The Boston Globe
Canada sees trade barrier in US move to contain fungus outbreak
By Colin Nickerson, Globe Staff
MONTREAL - A few warts on a few potatoes in a small corner of a single field on Prince Edward Island are spawning an ugly trade row between Canada and the United States.
As tempers rise on both sides of the border, island farmers are urging Ottawa to impose retaliatory bans on American agricultural products, a move that could ignite a major trade war. Meanwhile, Canada is already invoking the North American Free Trade Agreement to save island spuds, a sure sign that the situation has already escalated beyond a minor regulatory spat.
The charges and countercharges are flying faster than potato skins in a peeling plant, but the controversy boils down to this: The United States has imposed an import ban on all island potatoes following the discovery last October that a portion of a field in the tiny province is infected with potato-wart fungus.
On Canada's famed "Spud Isle," where the tasty tuber is king of the economy, the dispute is already being called the "potato war," and threatens to deal a savage blow to farmers. Prince Edward Island normally exports 250 million pounds of potatoes to the United States each year, but now $24 million worth of seed and table potatoes are shriveling in storage barns, losing value by the day.
"God knows islanders are more fearful of this fungus than anyone else - potatoes are everything to us, a livelihood and way of life," said Ivan Noonan, manager of the Prince Edward Island Potato Board. "But we've taken extreme measures, carried out thousands of tests, and they show that this disease hasn't spread one inch. Our PEI potatoes are safe."
Furious Canadian officials charge that the United States is exploiting a minor outbreak of the fungus as a ploy to protect American potato growers. There is a glut of potatoes on North American markets, and cutting Prince Edward Island from the action would be a huge boon to growers from Presque Isle, Maine, to Walla Walla, Wash.
"This is pure politics on the part of the US, not science," said Lyle Vanclief, Canada's agriculture minister. "The Americans are using this as a [trade] barrier, and playing games with us."
But American potato growers say the highly contagious fungus poses an extraordinary threat. They say Canada should stop whining about free trade and focus on ensuring that the fungus wart doesn't spread.
"Sure we're using politics," said David Lavway, government relations director for the National Potato Council, a US lobbying group. "We're using politics to protect our potatoes from a ruinous fungal disease, not from competition."
Lavway said that the spread of the wart fungus to Maine could ruin an already hard-pressed potato industry, leaving growers unable to ship infected spuds to foreign and domestic markets. Proximity to Prince Edward Island makes the state especially vulnerable, he said.
The wart poses no health risk to humans but renders infected potatoes unmarketable. Said Noonan: "It's not that you can't eat it; it's just that no one in their right mind would want to eat it. It's disgusting-looking."

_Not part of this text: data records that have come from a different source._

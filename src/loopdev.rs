//! Loopback association of regular files via the `losetup` helper.
//!
//! Ownership and read-write access are verified on an already-open file
//! descriptor, and the association is made through the `/proc/self/fd/N`
//! path of that same descriptor, so the file handed to the helper is provably
//! the one that was validated. The probe-then-associate window is still racy
//! against other losetup users; a lost race is a harmless helper failure and
//! is surfaced as an ordinary association error.

use std::os::fd::AsRawFd;
use std::path::{Path, PathBuf};
use std::time::Duration;

use crate::cmd::{self, ExecFlags, SpawnError};
use crate::config::PolicySnapshot;
use crate::debug;
use crate::privilege::Privilege;

/// Why a loopback association failed.
#[derive(Debug)]
pub enum LoopError {
    /// The real caller does not own the file, or cannot open it read-write.
    NotOwner(String),
    /// Every allow-listed loop device is busy (or association kept failing).
    NoDeviceFree,
    /// The losetup helper could not be run at all.
    Helper(String),
    /// A helper died abnormally; internal error.
    Internal(String),
}

impl std::fmt::Display for LoopError {
    fn fmt(&self, f: &mut std::fmt::Formatter<'_>) -> std::fmt::Result {
        match self {
            LoopError::NotOwner(msg) => write!(f, "{msg}"),
            LoopError::NoDeviceFree => write!(f, "Failed to set up loop device: no free allow-listed loop device"),
            LoopError::Helper(msg) => write!(f, "{msg}"),
            LoopError::Internal(msg) => write!(f, "{msg}"),
        }
    }
}

impl From<SpawnError> for LoopError {
    fn from(err: SpawnError) -> Self {
        match err {
            SpawnError::Spawn(msg) => LoopError::Helper(msg),
            other => LoopError::Internal(other.to_string()),
        }
    }
}

/// Whether `loopdev` currently has no file associated. `losetup <dev>` exits
/// zero and prints the configuration when associated, non-zero when not.
fn is_unconfigured(loopdev: &Path, privilege: &Privilege) -> Result<bool, SpawnError> {
    let flags = ExecFlags {
        as_root: true,
        capture_stdout: true,
        capture_stderr: true,
        ..ExecFlags::default()
    };
    let dev = loopdev.to_string_lossy().into_owned();
    let out = cmd::run_with("losetup", &[dev.as_str()], flags, privilege)?;
    Ok(out.status != 0)
}

/// Associate `file` with an unused allow-listed loop device, returning the
/// chosen device path.
pub fn associate(
    file: &Path,
    policy: &PolicySnapshot,
    privilege: &Privilege,
) -> Result<PathBuf, LoopError> {
    let handle = std::fs::OpenOptions::new()
        .read(true)
        .write(true)
        .open(file)
        .map_err(|e| {
            LoopError::NotOwner(format!(
                "Cannot open {} for read-write: {e}",
                file.display()
            ))
        })?;

    // Ownership is checked on the open descriptor, not the path, closing the
    // window between check and use.
    let meta = handle
        .metadata()
        .map_err(|e| LoopError::NotOwner(format!("Cannot stat {}: {e}", file.display())))?;
    use std::os::unix::fs::MetadataExt;
    if !meta.is_file() {
        return Err(LoopError::NotOwner(format!(
            "{} is not a regular file",
            file.display()
        )));
    }
    if !privilege.caller_is_root() && meta.uid() != privilege.real_uid() {
        return Err(LoopError::NotOwner(format!(
            "You do not own {}",
            file.display()
        )));
    }

    let fd_path = format!("/proc/self/fd/{}", handle.as_raw_fd());
    for candidate in &policy.loop_devices {
        let free = is_unconfigured(candidate, privilege)?;
        if !free {
            continue;
        }
        debug::trace(&format!("associating {} with {}", file.display(), candidate.display()));
        let candidate_str = candidate.to_string_lossy().into_owned();
        let out = cmd::run_with(
            "losetup",
            &[candidate_str.as_str(), fd_path.as_str()],
            ExecFlags {
                as_root: true,
                capture_stdout: true,
                capture_stderr: true,
                ..ExecFlags::default()
            },
            privilege,
        )?;
        if out.status == 0 {
            return Ok(candidate.clone());
        }
        // Lost the probe/associate race; try the next candidate.
    }
    Err(LoopError::NoDeviceFree)
}

/// Attempts before giving up on `losetup -d`; the device may transiently
/// report busy right after an unmount.
const DISSOCIATE_ATTEMPTS: u32 = 3;
const DISSOCIATE_BACKOFF: Duration = Duration::from_millis(300);

/// Dissociate `loopdev` from its backing file.
pub fn dissociate(loopdev: &Path, privilege: &Privilege) -> Result<(), String> {
    let dev = loopdev.to_string_lossy().into_owned();
    let mut last_status = 0;
    for attempt in 0..DISSOCIATE_ATTEMPTS {
        if attempt > 0 {
            std::thread::sleep(DISSOCIATE_BACKOFF);
        }
        let out = cmd::run_with(
            "losetup",
            &["-d", &dev],
            ExecFlags {
                as_root: true,
                capture_stdout: true,
                capture_stderr: true,
                ..ExecFlags::default()
            },
            privilege,
        )
        .map_err(|e| e.to_string())?;
        if out.status == 0 {
            return Ok(());
        }
        last_status = out.status;
    }
    Err(format!(
        "losetup -d {dev} still failing after {DISSOCIATE_ATTEMPTS} attempts (exit {last_status})"
    ))
}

Fungus spores can be transferred and spread by wind-blown soil. But American growers are most concerned that the disease will be carried across the border by seed stock - potatoes used to plant other fields. Prince Edward Island, with its high-grade yields, is famous around the world as a seed source, shipping to Europe, South America, and Asia as well as to the United States.
The potato wart came as a cruel Halloween surprise for the island. That's the day a picker pulled a hideously disfigured spud from a field near the community of New Annan and squealed, "Ugh, gross!"

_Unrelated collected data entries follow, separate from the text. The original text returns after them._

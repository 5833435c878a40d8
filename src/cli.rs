use clap::{Parser, Subcommand};
use std::path::PathBuf;

#[derive(Parser)]
#[command(
    name = "pmount",
    version,
    about = "Policy-enforcing mount wrapper for removable media",
    long_about = "pmount lets locally-logged-in users mount removable media without an\n\
                  fstab entry. It runs set-user-ID root and enforces a policy: the device\n\
                  must be removable (or allow-listed), not locked, and the mount point is\n\
                  created under /media and removed again on unmount.\n\n\
                  Invoked without a subcommand, pmount lists the media it mounted."
)]
pub struct Cli {
    /// Print each helper invocation and state transition to stderr
    #[arg(short = 'd', long, global = true)]
    pub debug: bool,

    #[command(subcommand)]
    pub command: Option<Commands>,
}

#[derive(Subcommand)]
pub enum Commands {
    /// Mount a removable device (or a regular file via a loop device)
    Mount {
        /// Device node, or a regular file for a loopback mount
        device: PathBuf,

        /// Mount-point name under the media root (default: derived from the device path)
        label: Option<String>,

        /// Force read-only
        #[arg(short = 'r', long, conflicts_with = "read_write")]
        read_only: bool,

        /// Force read-write
        #[arg(short = 'w', long)]
        read_write: bool,

        /// Mount synchronously (no write caching; safe to unplug sooner)
        #[arg(short = 's', long)]
        sync: bool,

        /// Do not update file access times
        #[arg(short = 'A', long)]
        noatime: bool,

        /// Allow execution of binaries on the medium
        #[arg(short = 'e', long)]
        exec: bool,

        /// Filesystem type (default: auto-detected)
        #[arg(short = 't', long = "type", value_name = "FS")]
        fstype: Option<String>,

        /// I/O character set for filesystems that support one
        #[arg(short = 'c', long, value_name = "CHARSET")]
        charset: Option<String>,

        /// Permission mask (octal, at most 0777) for filesystems that support one
        #[arg(short = 'u', long, value_name = "MASK")]
        umask: Option<String>,

        /// File permission mask (default: umask with execute bits cleared)
        #[arg(long, value_name = "MASK")]
        fmask: Option<String>,

        /// Directory permission mask (default: umask)
        #[arg(long, value_name = "MASK")]
        dmask: Option<String>,

        /// Read the LUKS passphrase from this file instead of prompting
        #[arg(short = 'p', long = "passphrase", value_name = "FILE")]
        passphrase: Option<PathBuf>,

        /// Run fsck before mounting (may be disallowed by configuration)
        #[arg(short = 'F', long)]
        fsck: bool,

        /// SELinux context to mount with
        #[arg(long, value_name = "CONTEXT")]
        selinux_context: Option<String>,
    },

    /// Unmount a device mounted by you, undoing pmount's setup
    Umount {
        /// Device node, mount-point path, or bare mount-point name
        target: PathBuf,

        /// Lazy detach: detach now, clean up when the device is no longer busy
        #[arg(short = 'l', long, requires = "really_lazy")]
        lazy: bool,

        /// Confirm the lazy detach; on removable media it risks data loss
        #[arg(long = "yes-i-really-want-lazy-unmount")]
        really_lazy: bool,

        /// Close the LUKS mapping even if pmount did not open it
        #[arg(long)]
        luks_force: bool,
    },

    /// Hold a lock on a device so other pmount invocations refuse to mount it
    Lock {
        /// Device node to lock
        device: PathBuf,

        /// Pid the lock entry is tagged with; must name a live process
        pid: u32,
    },

    /// Release a lock entry (removing one that does not exist is not an error)
    Unlock {
        /// Device node to unlock
        device: PathBuf,

        /// Pid the lock entry was tagged with
        pid: u32,
    },

    /// List media currently mounted under the media root (the default)
    List,

    /// Generate shell completion script (bash, zsh, fish, powershell, elvish)
    Completions {
        /// Target shell
        #[arg(value_enum)]
        shell: clap_complete::Shell,
    },
}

The United States responded quickly by banning all potatoes from the 2,185-square-mile island, Canada's smallest province but one of the most prolific potato producers in the world.
Since then, scientists from both countries have carried out 9,777 soil tests in 74 fields and 39 backyard vegetable patches in the vicinity of New Annan, none revealing a trace of the wart outside the single infected acre.

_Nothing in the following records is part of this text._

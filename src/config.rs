//! Runtime policy snapshot.
//!
//! Resolved once at startup from `/etc/pmount.conf` (YAML) and the allow-list
//! file `/etc/pmount.allow` (one path/glob pattern per line); read-only for
//! the remainder of the run.

use serde::Deserialize;
use std::path::{Path, PathBuf};

/// Private serde type for deserialization only.
#[derive(Deserialize)]
struct ConfigRaw {
    #[serde(default = "default_true")]
    allow_fsck: bool,
    #[serde(default)]
    allow_loop: bool,
    #[serde(default)]
    allow_not_physically_logged: bool,
    #[serde(default)]
    loop_devices: Vec<String>,
}

fn default_true() -> bool {
    true
}

/// Effective permission booleans and lists the policy engine consults.
#[derive(Debug, Clone)]
pub struct PolicySnapshot {
    /// Whether `--fsck` may be requested at all.
    pub allow_fsck: bool,
    /// Whether loopback mounts of regular files are permitted.
    pub allow_loop: bool,
    /// Whether a caller without a local login session may mount.
    pub allow_not_physically_logged: bool,
    /// Loop devices pmount may associate, in probe order.
    pub loop_devices: Vec<PathBuf>,
    /// Patterns naming devices mountable despite not being removable.
    allowlist: Vec<glob::Pattern>,
}

impl Default for PolicySnapshot {
    fn default() -> Self {
        Self {
            allow_fsck: true,
            allow_loop: false,
            allow_not_physically_logged: false,
            loop_devices: Vec::new(),
            allowlist: Vec::new(),
        }
    }
}

impl PolicySnapshot {
    /// Whether `device` matches the non-removable-device allow-list.
    pub fn device_allowlisted(&self, device: &Path) -> bool {
        let device = device.to_string_lossy();
        self.allowlist.iter().any(|p| p.matches(&device))
    }
}

/// Parse the YAML configuration. A malformed file is a hard error: silently
/// falling back to defaults would change the security policy behind the
/// administrator's back.
pub fn parse_config(yaml: &str) -> Result<PolicySnapshot, String> {
    let raw: ConfigRaw =
        serde_yaml::from_str(yaml).map_err(|e| format!("Malformed configuration: {e}"))?;
    Ok(PolicySnapshot {
        allow_fsck: raw.allow_fsck,
        allow_loop: raw.allow_loop,
        allow_not_physically_logged: raw.allow_not_physically_logged,
        loop_devices: raw.loop_devices.into_iter().map(PathBuf::from).collect(),
        allowlist: Vec::new(),
    })
}

/// Parse allow-list text: one pattern per line, `#` comments and blank lines
/// ignored. Patterns that do not compile are skipped with a warning.
pub fn parse_allowlist(text: &str) -> Vec<glob::Pattern> {
    text.lines()
        .map(str::trim)
        .filter(|line| !line.is_empty() && !line.starts_with('#'))
        .filter_map(|line| match glob::Pattern::new(line) {
            Ok(pattern) => Some(pattern),
            Err(e) => {
                eprintln!("pmount: ignoring bad allow-list pattern `{line}`: {e}");
                None
            }
        })
        .collect()
}

/// Load the snapshot from `config_path` and `allowlist_path`. Either file may
/// be absent, which yields the defaults / an empty allow-list.
pub fn load(config_path: &Path, allowlist_path: &Path) -> Result<PolicySnapshot, String> {
    let mut snapshot = match std::fs::read_to_string(config_path) {
        Ok(text) => parse_config(&text)
            .map_err(|e| format!("{}: {e}", config_path.display()))?,
        Err(e) if e.kind() == std::io::ErrorKind::NotFound => PolicySnapshot::default(),
        Err(e) => return Err(format!("Failed to read {}: {e}", config_path.display())),
    };
    match std::fs::read_to_string(allowlist_path) {
        Ok(text) => snapshot.allowlist = parse_allowlist(&text),
        Err(e) if e.kind() == std::io::ErrorKind::NotFound => {}
        Err(e) => return Err(format!("Failed to read {}: {e}", allowlist_path.display())),
    }
    Ok(snapshot)
}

Meanwhile, a chain-link fence has been erected around the site and 24-hour security guards have been posted to ensure that not a single spud or a speck of earth is removed. Every field within a half-mile radius is under quarantine, and every piece of harvesting equipment used on the infected patch has been disinfected.
Last month, the US Department of Agriculture told Canada that it would remove the ban on island potatoes provided that they were washed and shipped only in 50-pound bags that had been hand-inspected. But the first trucks were turned back from the border at Houlton, Maine, with politicians declaring that Canada was trying to sneak in infected spuds - assertions later retracted although the ban remains in place.
"It's unreasonable, unjustifiable, and a galling case of our usually good neighbor trying to dicate to us," Noonan said. "There is no danger to the US."